Romeo and Juliet

Choreographer Kenneth MacMillan, music Sergei Prokofiev
Birmingham Royal Ballet
Sadler’s Wells

Jenna Roberts as Juliet and Iain Mackay as Romeo Credit: Roy Smiljanic
Romeo and Juliet: Artists of Birmingham Royal Ballet Credit: Andrew Ross
Romeo and Juliet: Wolfgang Stollwitzer as Escalus with Artists of Birmingham Royal Ballet Credit: Andrew Ross
Romeo and Juliet: Rory Mackay as Tybalt and Ana Albutashvili as Lady Capulet with Artists of Birmingham Royal Ballet Credit: Andrew Ross

This is not Kenneth MacMillan’s famous Romeo and Juliet of 1965 made for the Royal Ballet on Lynn Seymour and Christopher Gable, who frustratingly ended up being cast second after Margot Fonteyn and Rudolf Nureyev for obvious crowd-pulling star power, but a reworked version commissioned by Sir Peter Wright for Birmingham Royal Ballet.
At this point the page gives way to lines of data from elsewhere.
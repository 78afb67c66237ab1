use chrono::{Duration as ChronoDuration, NaiveDate};
use rand::prelude::IndexedRandom;
use reqwest::{Client, Error as ReqwestError};
use serde::{Deserialize, Serialize};
use serde_json::{Map, Value};
use std::time::{Duration as StdDuration, SystemTime};
use tokio::time::sleep;

#[derive(Debug)]
pub enum MarketError {
    Http(ReqwestError),
    Serialization(serde_json::Error),
    InvalidResponse(String),
    InvalidSymbol(String),
    NoData,
}

impl From<ReqwestError> for MarketError {
    fn from(error: ReqwestError) -> Self {
        MarketError::Http(error)
    }
}

impl From<serde_json::Error> for MarketError {
    fn from(error: serde_json::Error) -> Self {
        MarketError::Serialization(error)
    }
}

impl std::fmt::Display for MarketError {
    fn fmt(&self, f: &mut std::fmt::Formatter<'_>) -> std::fmt::Result {
        match self {
            MarketError::Http(e) => write!(f, "provider request failed: {e}"),
            MarketError::Serialization(e) => write!(f, "provider response unreadable: {e}"),
            MarketError::InvalidResponse(msg) => write!(f, "unexpected provider response: {msg}"),
            MarketError::InvalidSymbol(symbol) => write!(f, "unsupported symbol '{symbol}'"),
            MarketError::NoData => write!(f, "provider returned no data for the symbol"),
        }
    }
}

impl std::error::Error for MarketError {}

/// One daily-interval historical record.
#[derive(Debug, Clone, Serialize, Deserialize)]
pub struct DailyBar {
    pub date: NaiveDate,
    pub open: f64,
    pub high: f64,
    pub low: f64,
    pub close: f64,
    pub volume: u64,
}

pub struct MarketClient {
    client: Client,
    base_url: String,
    rate_limit_per_minute: u32,
    request_timestamps: Vec<SystemTime>,
    user_agents: Vec<String>,
    random_agent: bool,
}

impl MarketClient {
    pub fn new(base_url: String, random_agent: bool, rate_limit_per_minute: u32) -> Result<Self, MarketError> {
        let client = Client::builder()
            .timeout(StdDuration::from_secs(30))
            .build()?;

        let user_agents = vec![
            "Mozilla/5.0 (Windows NT 10.0; Win64; x64) AppleWebKit/537.36 (KHTML, like Gecko) Chrome/120.0.0.0 Safari/537.36".to_string(),
            "Mozilla/5.0 (Macintosh; Intel Mac OS X 10_15_7) AppleWebKit/537.36 (KHTML, like Gecko) Chrome/120.0.0.0 Safari/537.36".to_string(),
            "Mozilla/5.0 (Windows NT 10.0; Win64; x64; rv:120.0) Gecko/20100101 Firefox/120.0".to_string(),
            "Mozilla/5.0 (Macintosh; Intel Mac OS X 10_15_7) AppleWebKit/605.1.15 (KHTML, like Gecko) Version/16.3 Safari/605.1.15".to_string(),
        ];

        Ok(MarketClient {
            client,
            base_url: base_url.trim_end_matches('/').to_string(),
            rate_limit_per_minute,
            request_timestamps: Vec::new(),
            user_agents,
            random_agent,
        })
    }

    fn get_user_agent(&self) -> String {
        if self.random_agent {
            self.user_agents
                .choose(&mut rand::rng())
                .unwrap_or(&self.user_agents[0])
                .clone()
        } else {
            self.user_agents[0].clone()
        }
    }

    async fn enforce_rate_limit(&mut self) {
        let current_time = SystemTime::now();

        // Drop timestamps older than the one-minute window
        self.request_timestamps.retain(|&timestamp| {
            current_time
                .duration_since(timestamp)
                .unwrap_or(StdDuration::from_secs(0))
                < StdDuration::from_secs(60)
        });

        if self.request_timestamps.len() >= self.rate_limit_per_minute as usize {
            if let Some(&oldest_request) = self.request_timestamps.first() {
                let wait_time = StdDuration::from_secs(60)
                    - current_time
                        .duration_since(oldest_request)
                        .unwrap_or(StdDuration::from_secs(0));
                if !wait_time.is_zero() {
                    sleep(wait_time + StdDuration::from_millis(100)).await;
                }
            }
        }

        self.request_timestamps.push(current_time);
    }

    async fn get_json(&mut self, url: &str) -> Result<Value, MarketError> {
        const MAX_RETRIES: u32 = 4;

        for attempt in 0..MAX_RETRIES {
            self.enforce_rate_limit().await;

            if attempt > 0 {
                let delay =
                    StdDuration::from_secs_f64(2.0_f64.powi(attempt as i32 - 1) + rand::random::<f64>());
                let delay = delay.min(StdDuration::from_secs(30));
                sleep(delay).await;
            }

            let response = self
                .client
                .get(url)
                .header("Accept", "application/json, text/plain, */*")
                .header("Accept-Language", "en-US,en;q=0.9")
                .header("User-Agent", self.get_user_agent())
                .send()
                .await;

            match response {
                Ok(resp) => {
                    let status = resp.status();
                    if status.is_success() {
                        match resp.json::<Value>().await {
                            Ok(data) => return Ok(data),
                            Err(_) => continue,
                        }
                    } else if status == 403 || status == 429 || status.is_server_error() {
                        continue;
                    } else if status.is_client_error() {
                        // Non-retryable rejection. The provider reports an
                        // unknown symbol as a 404 whose body still carries a
                        // chart/quoteSummary error payload.
                        let body = resp.json::<Value>().await.ok();
                        if status == reqwest::StatusCode::NOT_FOUND
                            || body.as_ref().is_some_and(has_provider_error)
                        {
                            return Err(MarketError::NoData);
                        }
                        return Err(MarketError::InvalidResponse(format!(
                            "provider rejected request with status {status}"
                        )));
                    } else {
                        continue;
                    }
                }
                Err(_) => continue,
            }
        }

        Err(MarketError::InvalidResponse(format!(
            "max retries exceeded after {MAX_RETRIES} attempts"
        )))
    }

    /// Fetch daily-interval history for a symbol over an inclusive date range.
    pub async fn history(
        &mut self,
        symbol: &str,
        start: NaiveDate,
        end: NaiveDate,
    ) -> Result<Vec<DailyBar>, MarketError> {
        // period2 is exclusive at second granularity, so include the end day
        // by pushing it one day forward
        let period1 = start
            .and_hms_opt(0, 0, 0)
            .ok_or_else(|| MarketError::InvalidResponse("invalid start date".to_string()))?
            .and_utc()
            .timestamp();
        let period2 = (end + ChronoDuration::days(1))
            .and_hms_opt(0, 0, 0)
            .ok_or_else(|| MarketError::InvalidResponse("invalid end date".to_string()))?
            .and_utc()
            .timestamp();

        let symbol = sanitize_symbol(symbol)?;
        let url = format!(
            "{}/v8/finance/chart/{}?period1={}&period2={}&interval=1d&events=history",
            self.base_url, symbol, period1, period2
        );

        let response_data = self.get_json(&url).await?;
        let mut bars = parse_chart_response(&response_data)?;
        bars.retain(|bar| bar.date >= start && bar.date <= end);
        if bars.is_empty() {
            return Err(MarketError::NoData);
        }
        Ok(bars)
    }

    /// Fetch the issuer metadata dictionary, returned verbatim to the caller.
    pub async fn profile(&mut self, symbol: &str) -> Result<Map<String, Value>, MarketError> {
        let symbol = sanitize_symbol(symbol)?;
        let url = format!(
            "{}/v10/finance/quoteSummary/{}?modules=assetProfile,price",
            self.base_url, symbol
        );

        let response_data = self.get_json(&url).await?;
        parse_profile_response(&response_data)
    }
}

/// Uppercase the symbol and refuse anything that could splice the request
/// path. Tickers are alphanumeric plus the '.', '-', '^' and '=' forms the
/// provider uses for share classes, indices and currency pairs.
pub(crate) fn sanitize_symbol(symbol: &str) -> Result<String, MarketError> {
    let symbol = symbol.trim().to_uppercase();
    let valid = !symbol.is_empty()
        && symbol
            .chars()
            .all(|c| c.is_ascii_alphanumeric() || matches!(c, '.' | '-' | '^' | '='));
    if !valid {
        return Err(MarketError::InvalidSymbol(symbol));
    }
    Ok(symbol)
}

/// True when a provider body carries a populated `chart.error` or
/// `quoteSummary.error` payload.
fn has_provider_error(body: &Value) -> bool {
    ["chart", "quoteSummary"].iter().any(|root| {
        body.get(root)
            .and_then(|v| v.get("error"))
            .is_some_and(|error| !error.is_null())
    })
}

/// Decode the provider's columnar chart payload: a `timestamp` array plus
/// parallel open/high/low/close/volume arrays under `indicators.quote[0]`.
/// Entries with a null close (halted or padded days) are skipped.
pub(crate) fn parse_chart_response(response: &Value) -> Result<Vec<DailyBar>, MarketError> {
    let chart = response
        .get("chart")
        .ok_or_else(|| MarketError::InvalidResponse("missing 'chart' object".to_string()))?;

    if let Some(error) = chart.get("error") {
        if !error.is_null() {
            let description = error
                .get("description")
                .and_then(|v| v.as_str())
                .unwrap_or("unknown provider error");
            return Err(MarketError::InvalidResponse(description.to_string()));
        }
    }

    let result = chart
        .get("result")
        .and_then(|v| v.as_array())
        .and_then(|a| a.first())
        .ok_or(MarketError::NoData)?;

    let timestamps = result
        .get("timestamp")
        .and_then(|v| v.as_array())
        .ok_or(MarketError::NoData)?;

    let quote = result
        .get("indicators")
        .and_then(|v| v.get("quote"))
        .and_then(|v| v.as_array())
        .and_then(|a| a.first())
        .ok_or_else(|| MarketError::InvalidResponse("missing quote indicators".to_string()))?;

    let series = |key: &str| -> Result<&Vec<Value>, MarketError> {
        quote
            .get(key)
            .and_then(|v| v.as_array())
            .ok_or_else(|| MarketError::InvalidResponse(format!("missing series '{key}'")))
    };

    let opens = series("open")?;
    let highs = series("high")?;
    let lows = series("low")?;
    let closes = series("close")?;
    let volumes = series("volume")?;

    let length = timestamps.len();
    if [opens.len(), highs.len(), lows.len(), closes.len(), volumes.len()]
        .iter()
        .any(|&len| len != length)
    {
        return Err(MarketError::InvalidResponse(
            "inconsistent series lengths".to_string(),
        ));
    }

    let mut bars = Vec::new();
    for i in 0..length {
        let Some(close) = closes[i].as_f64() else {
            continue;
        };

        let timestamp = timestamps[i].as_i64().ok_or_else(|| {
            MarketError::InvalidResponse(format!("invalid timestamp at index {i}"))
        })?;
        let date = chrono::DateTime::from_timestamp(timestamp, 0)
            .ok_or_else(|| {
                MarketError::InvalidResponse(format!("timestamp {timestamp} out of range"))
            })?
            .date_naive();

        bars.push(DailyBar {
            date,
            open: opens[i].as_f64().unwrap_or(close),
            high: highs[i].as_f64().unwrap_or(close),
            low: lows[i].as_f64().unwrap_or(close),
            close,
            volume: volumes[i].as_u64().unwrap_or(0),
        });
    }

    bars.sort_by_key(|bar| bar.date);
    Ok(bars)
}

pub(crate) fn parse_profile_response(response: &Value) -> Result<Map<String, Value>, MarketError> {
    let summary = response
        .get("quoteSummary")
        .ok_or_else(|| MarketError::InvalidResponse("missing 'quoteSummary' object".to_string()))?;

    if let Some(error) = summary.get("error") {
        if !error.is_null() {
            let description = error
                .get("description")
                .and_then(|v| v.as_str())
                .unwrap_or("unknown provider error");
            return Err(MarketError::InvalidResponse(description.to_string()));
        }
    }

    summary
        .get("result")
        .and_then(|v| v.as_array())
        .and_then(|a| a.first())
        .and_then(|v| v.as_object())
        .cloned()
        .ok_or(MarketError::NoData)
}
MacMillan’s first three-act ballet—influenced to some extent by the Bolshoi’s Leonid Lavrovsky’s 1940 original, by John Cranko’s 1962 Stuttgart Ballet version, and by Franco Zeffirelli’s 1960 Old Vic production—was designed by Nicholas Georgiadis in opulent style for the Covent Garden stage, too grand for BRB.

For his revised smaller-scale 1992 version, MacMillan chose a young 22-year-old designer fresh out of art school, Paul Andrews, who did him proud. And one mustn’t forget that the set has to be transportable for a touring company. Not a big ask, then…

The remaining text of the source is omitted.